A Suprema Corte de Cassação da Itália caminha para um segundo e mais definitivo pronunciamento sobre a cidadania italiana por descendência. Em 12 de maio, a Primeira Seção Civil do tribunal já havia reconhecido, pela decisão nº 13818/2026, que descendentes impedidos de protocolar pedidos pelo próprio sistema consular têm direito de acionar o Judiciário italiano. Agora, as Seções Unidas — instância máxima e vinculante da Corte — vão analisar duas questões que podem estabelecer um padrão para todos os casos futuros. A sentença é esperada até 12 ou 13 de junho de 2026, embora o tribunal possa estender o prazo.
“Falta muito pouco pela decisiva sentença das Sezioni Unite”.

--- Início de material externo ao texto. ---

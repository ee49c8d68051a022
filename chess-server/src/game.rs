//! 对局控制
//!
//! [`GameSession`] 持有一个棋盘和黑白两个座位，负责走子顺序和玩家身份检查。
//! 所有推送先收集到 [`Outbox`]，由调用方在持有对局锁时统一发送。

use protocol::{
    BoardSnapshot, Color, FigureKind, GameId, GameUpdate, MoveGenerator, PlayerId, Position,
    PushCommand,
};

use crate::error::{Result, ServerError};
use crate::player::PlayerTable;

/// 对局状态
#[derive(Debug, Clone, Copy, PartialEq, Eq)]
pub enum SessionState {
    /// 等待玩家（0 或 1 个座位有人）
    AwaitingPlayers,
    /// 对局进行中
    Active,
    /// 对局结束
    Finished,
}

/// 待发送的推送
#[derive(Debug, Default)]
pub struct Outbox {
    pushes: Vec<(PlayerId, PushCommand)>,
}

impl Outbox {
    pub fn new() -> Self {
        Self::default()
    }

    pub fn send(&mut self, player_id: &PlayerId, command: PushCommand) {
        self.pushes.push((player_id.clone(), command));
    }

    pub fn broadcast(&mut self, players: &[PlayerId], command: PushCommand) {
        for player_id in players {
            self.send(player_id, command.clone());
        }
    }

    pub fn pushes(&self) -> &[(PlayerId, PushCommand)] {
        &self.pushes
    }

    pub fn is_empty(&self) -> bool {
        self.pushes.is_empty()
    }

    /// 按顺序推送，单个玩家失败不影响其他玩家
    pub async fn flush(self, players: &PlayerTable) {
        for (player_id, command) in self.pushes {
            players.push(&player_id, &command).await;
        }
    }
}

/// 一局棋
#[derive(Debug)]
pub struct GameSession {
    id: GameId,
    board: protocol::Board,
    white: Option<PlayerId>,
    black: Option<PlayerId>,
    /// 已从注册表移除，之后的操作都视为对局不存在
    closed: bool,
}

impl GameSession {
    /// 创建对局，创建者坐在指定颜色
    pub fn create(
        id: GameId,
        player_id: PlayerId,
        color: Color,
        board: protocol::Board,
        outbox: &mut Outbox,
    ) -> Self {
        let mut session = Self {
            id,
            board,
            white: None,
            black: None,
            closed: false,
        };
        *session.seat_mut(color) = Some(player_id);
        outbox.broadcast(&session.players(), seat_notice(color, "joined"));
        session
    }

    pub fn id(&self) -> &GameId {
        &self.id
    }

    pub fn board(&self) -> &protocol::Board {
        &self.board
    }

    pub fn state(&self) -> SessionState {
        if self.board.is_game_over() {
            SessionState::Finished
        } else if self.white.is_some() && self.black.is_some() {
            SessionState::Active
        } else {
            SessionState::AwaitingPlayers
        }
    }

    /// 当前在座的玩家（白方在前）
    pub fn players(&self) -> Vec<PlayerId> {
        self.white.iter().chain(self.black.iter()).cloned().collect()
    }

    /// 玩家所在的座位
    pub fn color_of(&self, player_id: &str) -> Option<Color> {
        if self.white.as_deref() == Some(player_id) {
            Some(Color::White)
        } else if self.black.as_deref() == Some(player_id) {
            Some(Color::Black)
        } else {
            None
        }
    }

    pub fn is_empty(&self) -> bool {
        self.white.is_none() && self.black.is_none()
    }

    pub fn is_finished(&self) -> bool {
        self.state() == SessionState::Finished
    }

    /// 标记为已关闭
    pub fn close(&mut self) {
        self.closed = true;
    }

    /// 加入对局，优先坐白方
    pub fn join(&mut self, player_id: PlayerId, outbox: &mut Outbox) -> Result<Color> {
        self.ensure_open()?;
        if self.color_of(&player_id).is_some() {
            return Err(ServerError::Player(format!(
                "Player is already part of game {}",
                self.id
            )));
        }

        let color = if self.white.is_none() {
            Color::White
        } else if self.black.is_none() {
            Color::Black
        } else {
            return Err(ServerError::Player(
                "Both players have already joined".to_string(),
            ));
        };
        *self.seat_mut(color) = Some(player_id);

        let players = self.players();
        outbox.broadcast(&players, seat_notice(color, "joined"));
        if self.state() == SessionState::Active {
            outbox.broadcast(&players, PushCommand::StartGame);
        }
        Ok(color)
    }

    /// 走棋，成功后向双方推送棋盘更新
    pub fn move_piece(
        &mut self,
        player_id: &str,
        from: (i32, i32),
        to: (i32, i32),
        promotion: &str,
        outbox: &mut Outbox,
    ) -> Result<GameUpdate> {
        self.ensure_open()?;
        let color = self
            .color_of(player_id)
            .ok_or_else(|| ServerError::Player("Player is not part of this game".to_string()))?;
        if self.white.is_none() || self.black.is_none() {
            return Err(ServerError::Player(
                "Both players must be added before starting the game".to_string(),
            ));
        }
        if self.board.is_game_over() {
            return Err(ServerError::Game(format!("Game {} is already over", self.id)));
        }

        // 先校验所有参数，失败时棋盘不变
        let promotion = parse_promotion(promotion)?;
        let from = Position::checked(from.0, from.1)?;
        let to = Position::checked(to.0, to.1)?;

        let figure = self.board.get(from).ok_or(protocol::ChessError::NoFigure {
            x: from.x,
            y: from.y,
        })?;
        if figure.color != color {
            return Err(ServerError::IllegalMove(format!(
                "Figure on field {from} belongs to the opponent"
            )));
        }
        if self.board.turn_color() != color {
            return Err(ServerError::IllegalMove(format!(
                "It is {}'s turn",
                self.board.turn_color().fancy_name()
            )));
        }

        let report = MoveGenerator::play(&mut self.board, from, to, promotion)?;

        let update = GameUpdate {
            from_x: from.x as i32,
            from_y: from.y as i32,
            to_x: to.x as i32,
            to_y: to.y as i32,
            promotion_figure: report
                .promoted
                .map(|kind| kind.name().to_string())
                .unwrap_or_default(),
            game_over: self.board.is_game_over(),
            message: self.board.message().to_string(),
        };
        outbox.broadcast(&self.players(), PushCommand::UpdateGame(update.clone()));
        Ok(update)
    }

    /// 离开对局，通知仍在座的玩家
    pub fn leave(&mut self, player_id: &str, outbox: &mut Outbox) -> Result<Color> {
        self.ensure_open()?;
        let color = self
            .color_of(player_id)
            .ok_or_else(|| ServerError::Player("Player is not part of this game".to_string()))?;
        *self.seat_mut(color) = None;
        outbox.broadcast(&self.players(), seat_notice(color, "left"));
        Ok(color)
    }

    /// 当前棋盘快照
    pub fn snapshot(&self) -> Result<BoardSnapshot> {
        self.ensure_open()?;
        Ok(BoardSnapshot::from_board(&self.board))
    }

    fn ensure_open(&self) -> Result<()> {
        if self.closed {
            return Err(ServerError::unknown_game(&self.id));
        }
        Ok(())
    }

    fn seat_mut(&mut self, color: Color) -> &mut Option<PlayerId> {
        match color {
            Color::White => &mut self.white,
            Color::Black => &mut self.black,
        }
    }
}

fn seat_notice(color: Color, action: &str) -> PushCommand {
    PushCommand::ReceiveMessage(format!("{} player has {action}", color.fancy_name()))
}

/// 解析升变参数：空字符串为后，只接受车、马、象、后
fn parse_promotion(raw: &str) -> Result<FigureKind> {
    let raw = raw.trim();
    if raw.is_empty() {
        return Ok(FigureKind::Queen);
    }
    match FigureKind::from_name(raw)? {
        kind if kind.is_promotion_target() => Ok(kind),
        _ => Err(ServerError::IllegalMove(format!(
            "Cannot promote to \"{raw}\""
        ))),
    }
}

A avaliação é do advogado Marco Mellone representante do caso julgado em 14 de abril, em conversa com o Italianismo nesta terça-feira (20).
O que as Seções Unidas vão decidir
Dois processos estão na pauta da câmara plenária da Suprema Corte de Cassação: RG.18354/2024 e RG.18357/2024. As questões são distintas, mas igualmente decisivas para descendentes de italianos no Brasil.
Primeira questão: filhos de italianos perdem a cidadania durante a menoridade?
O primeiro ponto envolve a interpretação de uma lei italiana de 1912. A dúvida é se filhos de italianos nascidos no exterior, que já tinham dupla cidadania desde o nascimento, perdem automaticamente a cidadania italiana quando o pai ou a mãe se naturaliza em outro país durante a menoridade desses filhos.
Hoje existem dois entendimentos nos tribunais italianos. Um defende que a cidadania é perdida, com base na lógica da época, que priorizava a unidade familiar sob a nacionalidade paterna. O outro sustenta que não há perda automática, pois a pessoa já era cidadã de dois países desde o nascimento.
O impacto é direto sobre as linhas de transmissão da cidadania. Em muitos casos, o reconhecimento depende de provar que nenhum antepassado perdeu a cidadania ao longo das gerações. Se a Corte entender que houve perda automática, diversas linhas podem ser interrompidas. Se entender que não houve perda, essas linhas permanecem válidas.
Segunda questão: a lei de 2025 pode valer para o passado?
O segundo ponto envolve a lei italiana de 2025, que criou regras mais restritivas para o reconhecimento da cidadania por sangue. A norma estabelece que pessoas nascidas no exterior e com outra cidadania podem ser consideradas como não tendo adquirido a cidadania italiana, com uma exceção: quem já havia feito o pedido até 27 de março de 2025.
A questão central é a retroatividade. A nova regra pode ser aplicada a quem nasceu antes da lei entrar em vigor? Alguém que já tinha direito à cidadania pode perder esse direito por causa de uma norma criada depois?
“Antes mesmo de considerar a nova lei inconstitucional, ela é tecnicamente aplicável a quem já foi considerado italiano desde o nascimento?”, questionou Mellone. Para o advogado, se a resposta for negativa, nem seria necessário analisar a inconstitucionalidade da norma.
Via judicial: porta entreaberta em maio, mas com exigências
Caso a sentença das Seções Unidas seja favorável, todos os juízes italianos estariam obrigados a seguir o entendimento da Corte. “As portas da cidadania italiana para bisnetos ficariam de novo abertas, mas somente pela via judicial”, entende Mellone.
É importante, porém, contextualizar esse cenário. A decisão de 12 de maio já havia aberto parcialmente esse caminho, mas com condições específicas. O tribunal reconheceu o direito de acionar o judiciário para quem consegue demonstrar que havia uma expectativa legítima de reconhecimento antes das mudanças e que tentativas de protocolo foram frustradas pelo próprio sistema consular. Casos sem essa comprovação documental seguem em terreno incerto.
O caminho pelos consulados permanece igualmente indefinido. “Via administrativa, não é certo que os consulados sigam as Sezioni Unite”, disse Mellone, comparando a situação ao que hoje ocorre com os pedidos pela via materna.
Quem pode ser afetado
O alcance do julgamento é amplo. Podem ser diretamente impactados descendentes que ainda não entraram com pedido de cidadania, pessoas com processos em andamento iniciados após 28 de março de 2025, e famílias que dependem da continuidade da cidadania ao longo das gerações. A decisão também pode influenciar a atuação de tribunais e consulados italianos.
Mellone afirmou ter “muita confiança na Cassazione” quanto ao desfecho. A ressalva, no entanto, vale para todos os cenários: uma sentença favorável das Seções Unidas não implicará, necessariamente, a aprovação automática de processos. Cada caso seguirá sendo analisado individualmente, com exigência de documentação sólida e prova de tentativas anteriores de protocolo junto ao sistema consular.